Some countries, like Fiji and Vanuatu, already have national plans in place to move people out of at-risk areas. In the Americas, a number of countries have developed regional guidance on a common approach to provide humanitarian protection to people displaced across borders by disasters, and to share information on good practices.

As the document states, this is in everyone’s interests, since ‘[t]he absence of an agreed common response has the potential to lead to irregular primary and secondary movements of foreigners, the risk of their exploitation by criminal networks, and the suffering of vulnerable migrants.’

Without international land borders, Australians do not see the displacement impacts of disasters in our own region directly. But king tides, flooding, and cyclones continue to displace people in the Pacific, and the capacity of certain countries to sustain their populations over the longer-term raises existential questions for nations like Tuvalu and Kiribati.

It is humbling that Pacific communities have been fundraising for Australians affected by the fires. People have been pushing wheelbarrows down the street collecting money, and the government of Vanuatu has committed $250,000.
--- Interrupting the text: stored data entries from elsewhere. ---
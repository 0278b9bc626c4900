use chrono::{DateTime, Utc};
use serde::{Deserialize, Serialize};
use sqlx::FromRow;
use uuid::Uuid;

/// Snapshot of a monitored lead's observable LinkedIn profile fields, kept
/// up to date by the lead-monitor workflow (see `workflow::monitor_workflow`).
#[derive(Debug, Clone, Serialize, Deserialize, FromRow)]
pub struct MonitoredLead {
    pub id: Uuid,
    pub reporter_user_id: Uuid,
    pub profile_url: String,
    pub full_name: Option<String>,
    pub profile_image_url: Option<String>,
    pub headline: Option<String>,
    pub location: Option<String>,
    pub last_job_title: Option<String>,
    pub last_company_name: Option<String>,
    pub last_company_id: Option<String>,
    pub last_company_domain: Option<String>,
    pub last_company_size: Option<String>,
    pub last_company_industry: Option<String>,
    pub last_experience: Option<serde_json::Value>,
    pub last_education: Option<serde_json::Value>,
    pub last_profile_hash: Option<String>,
    pub last_7_posts_ids: serde_json::Value,
    pub is_paused: bool,
    pub last_fetched_at: Option<DateTime<Utc>>,
    pub created_at: DateTime<Utc>,
}

impl MonitoredLead {
    #[must_use]
    pub fn workflow_id(&self) -> String {
        Self::workflow_id_for(self.id)
    }

    #[must_use]
    pub fn workflow_id_for(id: Uuid) -> String {
        format!("lead-monitor-{id}")
    }

    /// Parses the FIFO post-id window, capping defensively at 7 in case the
    /// stored value somehow grew past it (e.g. a manual DB edit).
    #[must_use]
    pub fn post_ids(&self) -> Vec<String> {
        parse_post_ids(&self.last_7_posts_ids)
    }
}

/// Snapshot of a monitored company's observable profile fields.
#[derive(Debug, Clone, Serialize, Deserialize, FromRow)]
pub struct MonitoredCompany {
    pub id: Uuid,
    pub reporter_user_id: Uuid,
    pub profile_url: String,
    pub name: Option<String>,
    pub tagline: Option<String>,
    pub description: Option<String>,
    pub website: Option<String>,
    pub employee_range: Option<String>,
    pub employee_count_current: Option<i64>,
    pub employee_count_previous: Option<i64>,
    pub employee_count_last_checked_at: Option<DateTime<Utc>>,
    pub followers_count_current: Option<i64>,
    pub followers_count_previous: Option<i64>,
    pub followers_count_last_checked_at: Option<DateTime<Utc>>,
    pub industry: Option<String>,
    pub hq_location: Option<String>,
    pub logo_url: Option<String>,
    pub last_profile_hash: Option<String>,
    pub last_7_posts_ids: serde_json::Value,
    pub is_paused: bool,
    pub last_fetched_at: Option<DateTime<Utc>>,
    pub created_at: DateTime<Utc>,
}

impl MonitoredCompany {
    #[must_use]
    pub fn workflow_id(&self) -> String {
        Self::workflow_id_for(self.id)
    }

    #[must_use]
    pub fn workflow_id_for(id: Uuid) -> String {
        format!("company-monitor-{id}")
    }

    #[must_use]
    pub fn post_ids(&self) -> Vec<String> {
        parse_post_ids(&self.last_7_posts_ids)
    }
}

fn parse_post_ids(value: &serde_json::Value) -> Vec<String> {
    value
        .as_array()
        .map(|arr| {
            arr.iter()
                .filter_map(|v| v.as_str().map(str::to_owned))
                .collect()
        })
        .unwrap_or_default()
}

/// Pushes `new_id` to the front of the FIFO post-id window, truncating to
/// at most 7 entries, and deduplicating (a post id never appears twice).
#[must_use]
pub fn push_post_id(existing: &[String], new_id: &str) -> Vec<String> {
    let mut next: Vec<String> = Vec::with_capacity(existing.len() + 1);
    next.push(new_id.to_owned());
    for id in existing {
        if id != new_id {
            next.push(id.clone());
        }
    }
    next.truncate(7);
    next
}

#[cfg(test)]
mod tests {
    use super::*;

    #[test]
    fn push_post_id_prepends_and_caps_at_seven() {
        let existing: Vec<String> = (0..7).map(|i| format!("p{i}")).collect();
        let next = push_post_id(&existing, "new");
        assert_eq!(next.len(), 7);
        assert_eq!(next[0], "new");
        assert_eq!(next[1], "p0");
        assert!(!next.contains(&"p6".to_string()));
    }

    #[test]
    fn push_post_id_deduplicates() {
        let existing = vec!["p1".to_string(), "p2".to_string()];
        let next = push_post_id(&existing, "p2");
        assert_eq!(next, vec!["p2".to_string(), "p1".to_string()]);
    }

    #[test]
    fn parse_post_ids_handles_missing_array() {
        assert!(parse_post_ids(&serde_json::Value::Null).is_empty());
    }
}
For its part, Australia needs to be more proactive in developing laws and policies to enable people in our region to move out of harm’s way, and to rebuild their lives elsewhere. Implementing existing recommendations about enhancing Pacific mobility would go some way towards reducing exposure to climate impacts, and would harness migration as an adaptation strategy.

No matter what action is taken globally to address anthropogenic climate change, we are set on a course that means some degree of disaster displacement is inevitable. However, we can reduce its scale and impact if we develop, fund and implement well-attuned policies now that spare others the upheaval and loss faced by those displaced by this summer’s bushfires.